8. Coming to the second question. I do not think much of objection can be raised. Once it is found in the judicial records that the warrant of attachment did not relate to the disputed property it was open to the courts below in exercise of their discretion to receive the said document and proceed on its basis to give relief as was available in law. After all, the warrant was one which had been made by the court on the basis of defendant No. 1's application, and it was a part of the proceeding to which defendant No. 1 was a party. In the circumstances, there can be no material prejudice to defendant No. 1 in receiving the document for the purposes of evidence. I rule out the contention of Mr. Rao on this score.
9. Coming to the last question raised by Mr. Rao, Section 53(1) of the Orissa Court of Wards Act provides thus:--
'(1). No suit relating to the person or property of any ward shall be instituted in any civil court until the expiration of two months after notice in writing has been delivered to or left at the office of the Collector specified in the notification under Section 21 or the Collector appointed under Section 50, as the case may be.'
Admittedly, defendant No. 1's estate was under the Court of Wards by the date of the suit and he has also been described in such a manner, the description being, 'Sri Ramkrishna Dev, being a ward under the Court of Wards Act, represented by the Collector, Court of Wards, Koraput.' Mr. Rao relies upon a decision in AIR 1966 SC 1068, Sawai Singhai v. Union of India, where the Supreme Court clearly laid down that in a case in which notice under Section 80, C.P.C. was mandatory, even if the suit be one under Order 21, Rule 63, C.P.C. such notice would be a condition precedent to maintaining the suit. The views expressed in some earlier decisions, even of the Judicial Committee and of the Patna High Court, were not followed and it was said that the provisions of Section 80, C.P.C. are mandatory and cannot be waived until the defendant waived it.

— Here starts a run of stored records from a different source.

//! Films API error types.
//!
//! All errors map to HTTP status codes via the `IntoResponse` impl. Bodies
//! are the canonical status text, except validation failures which carry
//! the field error map as JSON. Internal details are logged server-side
//! and never returned to clients.

use crate::auth::{InvalidReason, TokenError};
use crate::validation::Validator;
use axum::{
    http::{header, HeaderValue, StatusCode},
    response::{IntoResponse, Response},
    Json,
};
use std::backtrace::Backtrace;
use thiserror::Error;

const WWW_AUTHENTICATE_VALUE: &str = "Bearer realm=\"films-api\"";

/// Films API error type.
///
/// Maps to HTTP status codes:
/// - Token: 400 or 401 depending on the failure, 500 for signing faults
/// - NotAuthenticated, InvalidCredentials: 401 Unauthorized
/// - Forbidden: 403 Forbidden
/// - NotFound: 404 Not Found
/// - DuplicateEntry: 409 Conflict
/// - BadRequest: 400 Bad Request
/// - Validation: 422 Unprocessable Entity
/// - Database, Internal: 500 Internal Server Error
#[derive(Debug, Error)]
pub enum ApiError {
    #[error(transparent)]
    Token(#[from] TokenError),

    #[error("Not authenticated")]
    NotAuthenticated,

    #[error("Invalid credentials")]
    InvalidCredentials,

    #[error("Forbidden")]
    Forbidden,

    #[error("Not found")]
    NotFound,

    #[error("Duplicate entry")]
    DuplicateEntry,

    #[error("Bad request: {0}")]
    BadRequest(String),

    #[error("Validation failed")]
    Validation(Validator),

    #[error("Database error: {0}")]
    Database(String),

    #[error("Internal error: {0}")]
    Internal(String),
}

impl ApiError {
    /// Returns the HTTP status code for this error.
    pub fn status_code(&self) -> StatusCode {
        match self {
            ApiError::Token(err) => match err {
                TokenError::MissingAuthHeader
                | TokenError::TokenExpired
                | TokenError::InvalidToken(InvalidReason::Integrity) => StatusCode::UNAUTHORIZED,
                TokenError::MalformedAuthHeader
                | TokenError::InvalidToken(InvalidReason::ClaimShape) => StatusCode::BAD_REQUEST,
                TokenError::Signing(_) => StatusCode::INTERNAL_SERVER_ERROR,
            },
            ApiError::NotAuthenticated | ApiError::InvalidCredentials => StatusCode::UNAUTHORIZED,
            ApiError::Forbidden => StatusCode::FORBIDDEN,
            ApiError::NotFound => StatusCode::NOT_FOUND,
            ApiError::DuplicateEntry => StatusCode::CONFLICT,
            ApiError::BadRequest(_) => StatusCode::BAD_REQUEST,
            ApiError::Validation(_) => StatusCode::UNPROCESSABLE_ENTITY,
            ApiError::Database(_) | ApiError::Internal(_) => StatusCode::INTERNAL_SERVER_ERROR,
        }
    }
}

impl IntoResponse for ApiError {
    fn into_response(self) -> Response {
        let status = self.status_code();

        if status.is_server_error() {
            // Runs inside the request span, so method and URI are attached.
            tracing::error!(
                target: "films.errors",
                error = %self,
                backtrace = %Backtrace::capture(),
                "Request failed with internal error"
            );
        } else if !matches!(self, ApiError::Validation(_)) {
            tracing::debug!(target: "films.errors", error = %self, status = status.as_u16(), "Client error");
        }

        let mut response = match self {
            ApiError::Validation(validator) => (status, Json(validator)).into_response(),
            _ => (status, status.canonical_reason().unwrap_or_default()).into_response(),
        };

        if status == StatusCode::UNAUTHORIZED {
            response.headers_mut().insert(
                header::WWW_AUTHENTICATE,
                HeaderValue::from_static(WWW_AUTHENTICATE_VALUE),
            );
        }

        response
    }
}

/// Convert sqlx errors to ApiError
///
/// Unique violations become `DuplicateEntry`, foreign key violations
/// become `NotFound`.
impl From<sqlx::Error> for ApiError {
    fn from(err: sqlx::Error) -> Self {
        match &err {
            sqlx::Error::RowNotFound => ApiError::NotFound,
            sqlx::Error::Database(db_err) if db_err.is_unique_violation() => {
                ApiError::DuplicateEntry
            }
            sqlx::Error::Database(db_err) if db_err.is_foreign_key_violation() => {
                ApiError::NotFound
            }
            _ => ApiError::Database(err.to_string()),
        }
    }
}
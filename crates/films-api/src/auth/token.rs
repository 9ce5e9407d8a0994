//! Bearer token issue, verification and extraction.
//!
//! Tokens are HS256 JWTs signed with the process-wide secret loaded at
//! startup. They are self-contained: verification needs no storage and
//! no coordination, so one [`TokenService`] is shared by every request.
//!
//! # Verification order
//!
//! 1. Size, format and signature (`InvalidToken(Integrity)`)
//! 2. Expiry: a token is valid only strictly before `exp` (`TokenExpired`)
//! 3. Claim shape: `exp` and `sub` must be integers (`InvalidToken(ClaimShape)`)

use crate::models::UserId;
use axum::http::{header::AUTHORIZATION, HeaderMap};
use jsonwebtoken::{decode, encode, Algorithm, DecodingKey, EncodingKey, Header, Validation};
use secrecy::{ExposeSecret, SecretString};
use serde::{Deserialize, Serialize};
use serde_json::{Map, Value};
use std::collections::HashSet;
use std::fmt;
use thiserror::Error;
use tracing::instrument;

/// Token lifetime (24 hours).
pub const TOKEN_TTL_SECONDS: i64 = 24 * 60 * 60;

/// Maximum accepted token size in bytes, checked before any parsing.
const MAX_TOKEN_SIZE_BYTES: usize = 4096;

/// Why a token failed verification.
#[derive(Debug, Clone, Copy, PartialEq, Eq)]
pub enum InvalidReason {
    /// Not a JWT, wrong algorithm, bad signature or oversized.
    Integrity,
    /// Authentic token whose claims lack a well-typed `sub` or `exp`.
    ClaimShape,
}

#[derive(Debug, Clone, PartialEq, Eq, Error)]
pub enum TokenError {
    #[error("Authorization header is missing")]
    MissingAuthHeader,

    #[error("Authorization header does not have the correct formatting")]
    MalformedAuthHeader,

    #[error("access token is invalid")]
    InvalidToken(InvalidReason),

    #[error("access token has expired")]
    TokenExpired,

    #[error("token signing failed: {0}")]
    Signing(String),
}

/// Credential claim carried by a bearer token.
///
/// The `sub` field identifies the user and is redacted from Debug output.
#[derive(Clone, Copy, PartialEq, Eq, Serialize, Deserialize)]
pub struct Claims {
    /// Subject (user id)
    pub sub: i64,
    /// Issued at (unix seconds)
    pub iat: i64,
    /// Expiration (unix seconds)
    pub exp: i64,
}

impl fmt::Debug for Claims {
    fn fmt(&self, f: &mut fmt::Formatter<'_>) -> fmt::Result {
        f.debug_struct("Claims")
            .field("sub", &"[REDACTED]")
            .field("iat", &self.iat)
            .field("exp", &self.exp)
            .finish()
    }
}

/// Issues and verifies bearer tokens with a single process-wide secret.
#[derive(Clone)]
pub struct TokenService {
    encoding_key: EncodingKey,
    decoding_key: DecodingKey,
    validation: Validation,
}

impl fmt::Debug for TokenService {
    fn fmt(&self, f: &mut fmt::Formatter<'_>) -> fmt::Result {
        f.debug_struct("TokenService")
            .field("keys", &"[REDACTED]")
            .finish()
    }
}

impl TokenService {
    pub fn new(secret: &SecretString) -> Self {
        let bytes = secret.expose_secret().as_bytes();

        // Expiry and claim shape are checked here rather than by jsonwebtoken
        // so the order of failures and the clock are under our control.
        let mut validation = Validation::new(Algorithm::HS256);
        validation.validate_exp = false;
        validation.validate_nbf = false;
        validation.leeway = 0;
        validation.required_spec_claims = HashSet::new();

        Self {
            encoding_key: EncodingKey::from_secret(bytes),
            decoding_key: DecodingKey::from_secret(bytes),
            validation,
        }
    }

    /// Issue a token for `user_id` valid for [`TOKEN_TTL_SECONDS`] from now.
    pub fn issue_token(&self, user_id: UserId) -> Result<String, TokenError> {
        self.issue_token_at(user_id, chrono::Utc::now().timestamp())
    }

    /// Issue a token as if the current time were `now` (unix seconds).
    #[instrument(skip_all)]
    pub fn issue_token_at(&self, user_id: UserId, now: i64) -> Result<String, TokenError> {
        let claims = Claims {
            sub: user_id.0,
            iat: now,
            exp: now + TOKEN_TTL_SECONDS,
        };

        let mut header = Header::new(Algorithm::HS256);
        header.typ = Some("JWT".to_string());

        encode(&header, &claims, &self.encoding_key)
            .map_err(|e| TokenError::Signing(e.to_string()))
    }

    /// Verify a token against the current time and return its subject.
    pub fn verify_token(&self, token: &str) -> Result<UserId, TokenError> {
        self.verify_token_at(token, chrono::Utc::now().timestamp())
    }

    /// Verify a token as if the current time were `now` (unix seconds).
    #[instrument(skip_all)]
    pub fn verify_token_at(&self, token: &str, now: i64) -> Result<UserId, TokenError> {
        if token.len() > MAX_TOKEN_SIZE_BYTES {
            tracing::debug!(
                target: "films.auth.token",
                token_size = token.len(),
                max_size = MAX_TOKEN_SIZE_BYTES,
                "Token rejected: size exceeds maximum allowed"
            );
            return Err(TokenError::InvalidToken(InvalidReason::Integrity));
        }

        let data = decode::<Map<String, Value>>(token, &self.decoding_key, &self.validation)
            .map_err(|e| {
                tracing::debug!(target: "films.auth.token", error = %e, "Token verification failed");
                TokenError::InvalidToken(InvalidReason::Integrity)
            })?;
        let claims = data.claims;

        let exp = claims.get("exp").and_then(Value::as_i64).ok_or_else(|| {
            tracing::debug!(target: "films.auth.token", "Token rejected: missing or ill-typed exp");
            TokenError::InvalidToken(InvalidReason::ClaimShape)
        })?;

        if now >= exp {
            tracing::debug!(target: "films.auth.token", exp = exp, now = now, "Token expired");
            return Err(TokenError::TokenExpired);
        }

        let sub = claims.get("sub").and_then(Value::as_i64).ok_or_else(|| {
            tracing::debug!(target: "films.auth.token", "Token rejected: missing or ill-typed sub");
            TokenError::InvalidToken(InvalidReason::ClaimShape)
        })?;

        Ok(UserId(sub))
    }
}

/// Extract the bearer token from an `Authorization: Bearer <token>` header.
///
/// The scheme is case-insensitive and must be followed by exactly one space.
/// An empty token after the space is returned as is and fails verification.
pub fn extract_token(headers: &HeaderMap) -> Result<&str, TokenError> {
    let value = headers
        .get(AUTHORIZATION)
        .ok_or(TokenError::MissingAuthHeader)?
        .to_str()
        .map_err(|_| TokenError::MalformedAuthHeader)?;

    if value.is_empty() {
        return Err(TokenError::MissingAuthHeader);
    }

    let mut parts = value.split(' ');
    match (parts.next(), parts.next(), parts.next()) {
        (Some(scheme), Some(token), None) if scheme.eq_ignore_ascii_case("bearer") => Ok(token),
        _ => Err(TokenError::MalformedAuthHeader),
    }
}
//! Inbound request logging.
//!
//! Opens the per-request span; every log line emitted further down the
//! pipeline (authentication, handlers, errors, the response log) carries
//! its method, URI and client address.

use axum::{
    extract::{ConnectInfo, Request},
    middleware::Next,
    response::Response,
};
use std::net::SocketAddr;
use tracing::Instrument;

/// Client address from the connection, or `-` when serving without one
/// (e.g. in-process tests).
pub(crate) fn client_addr(req: &Request) -> String {
    req.extensions()
        .get::<ConnectInfo<SocketAddr>>()
        .map(|ConnectInfo(addr)| addr.to_string())
        .unwrap_or_else(|| "-".to_string())
}

/// Log `CLIENT -> API` and run the rest of the pipeline inside the request span.
pub async fn log_request(req: Request, next: Next) -> Response {
    let addr = client_addr(&req);
    let span = tracing::info_span!(
        "request",
        method = %req.method(),
        uri = %req.uri(),
        addr = %addr,
    );

    async move {
        tracing::info!(
            target: "films.http",
            addr = %addr,
            proto = ?req.version(),
            method = %req.method(),
            uri = %req.uri(),
            "CLIENT -> API"
        );
        next.run(req).await
    }
    .instrument(span)
    .await
}
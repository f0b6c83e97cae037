// Copyright 2025 the Treescope Authors
// SPDX-License-Identifier: Apache-2.0 OR MIT

//! Treescope Draw: turns decoded tree dumps into drawable primitives.
//!
//! A renderer wants vertex lists, not bounding regions. This crate projects
//! each entry of a [`Tree`](treescope_dump::Tree) into one
//! [`Primitive`]: an ordered vertex list tagged with the entry's level and a
//! [`PrimitiveKind`] the renderer can dispatch on for palette and width
//! selection.
//!
//! The vertex construction is pure and dimension-specific:
//!
//! - 1D regions become two-point vertical segments in a level-vs-value
//!   plane, with a small deterministic horizontal jitter so siblings at the
//!   same level stay distinguishable.
//! - 2D regions become five-point closed rectangle outlines.
//! - 3D regions become sixteen-point single-path box wireframes covering
//!   all twelve edges without lifting the pen.
//! - Leaf points become single-vertex primitives at their raw coordinates
//!   (1D leaves are placed at `x = leaf_level` in the plotting plane).
//!
//! 1D and 2D projections use [`kurbo::Point`] vertices; 3D uses
//! [`glam::DVec3`]. The renderer decides how to get those on screen.
//!
//! # Example
//!
//! ```rust
//! use treescope_dump::Tree;
//! use treescope_draw::{PrimitiveKind, Project};
//!
//! let dump = "1\n2 0.0 0.0 10.0 10.0 5.0 5.0 10.0 10.0\n3 1.0 1.0 2.0 2.0 9.0 9.0\n";
//! let tree: Tree<2> = dump.parse().unwrap();
//!
//! let prims = tree.project();
//! assert_eq!(prims.len(), 5); // 2 rectangles + 3 leaf points
//! assert_eq!(prims[0].kind, PrimitiveKind::Outline);
//! assert_eq!(prims[0].vertices.len(), 5);
//! ```
//!
//! This crate is `no_std` and uses `alloc`.

#![no_std]

extern crate alloc;

pub mod primitive;
pub mod project;

pub use primitive::{Primitive, PrimitiveKind};
pub use project::{Project, box_wireframe, level_segment, rect_outline, sibling_offset, to_rect};
// Copyright 2025 the Treescope Authors
// SPDX-License-Identifier: Apache-2.0 OR MIT

//! Treescope Dump: decoder for level-by-level R-tree structure dumps.
//!
//! An R-tree dump is a small plain-text format describing one snapshot of a
//! spatial-partition tree: a header line with the number of non-leaf levels,
//! one line of bounding regions per level (root first), and a final line of
//! leaf points. The same grammar serves 1, 2, and 3 dimensions; only the
//! number of fields per entry changes (2, 4, or 6 per region and 1, 2, or 3
//! per point).
//!
//! - [`decode`] parses a dump into an immutable [`Tree`] in one forward pass.
//! - [`decode_any`] does the same with the dimensionality chosen at runtime
//!   via [`Dim`], yielding an [`AnyTree`].
//! - Decoding is all-or-nothing: any structural problem yields a
//!   [`DecodeError`] naming the offending line and no partial tree.
//!
//! The field order within a region is dimensionality-specific and selected by
//! the [`FromFields`] impl for that dimensionality; see that trait for the
//! exact layouts. Dumps carry no version or dimensionality tag, so the
//! caller must know the dimensionality out of band.
//!
//! # Example
//!
//! ```rust
//! use treescope_dump::Tree;
//!
//! let dump = "1\n\
//!             2 0.0 0.0 10.0 10.0 5.0 5.0 10.0 10.0\n\
//!             3 1.0 1.0 2.0 2.0 9.0 9.0\n";
//! let tree: Tree<2> = dump.parse().unwrap();
//!
//! assert_eq!(tree.level_count(), 2);
//! assert_eq!(tree.branch_levels()[0].len(), 2);
//! assert_eq!(tree.leaves().len(), 3);
//! assert_eq!(tree.leaves()[2].coords, [9.0, 9.0]);
//! ```
//!
//! This crate is `no_std` and uses `alloc`. The `std` feature (on by
//! default) adds [`load`]/[`load_any`] and an I/O error variant.

#![no_std]

extern crate alloc;

#[cfg(feature = "std")]
extern crate std;

pub mod decode;
pub mod error;
pub mod types;

pub use decode::{FromFields, decode, decode_any};
pub use error::DecodeError;
pub use types::{AnyTree, Dim, LeafPoint, Region, Tree};

#[cfg(feature = "std")]
pub use decode::{load, load_any};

10. Mr. Misra, learned counsel for the plaintiff, contends that the case in question does not come within the purview of Section 53(1) of the Orissa Court of ,Wards Act. He lays emphasis on the term 'property of any ward' and contends that in the present case there was no property of any ward in issue. According to Mr. Misra, until the right of the ward in the property was ascertained, it cannot be his and mere attachment cannot be deemed to create property interest in praesenti in the attached property in favour of the ward. 'Property' as indicated in Section 53(1) has to be given a wider meaning and any interest in property must be covered by the term. Since it is a clause giving protection and it has to be given a liberal construction, I adopt the contention of Mr. Rao and hold that in the present case notice was mandatory and in the absence of notice the suit was not maintainable. The courts below went wrong in overlooking this legal requirement. Therefore, the judgments and decrees of the lower courts cannot be sustained. The appeal is allowed. The plaintiff's suit is ordered to be dismissed but without costs. Parties will bear their own costs throughout.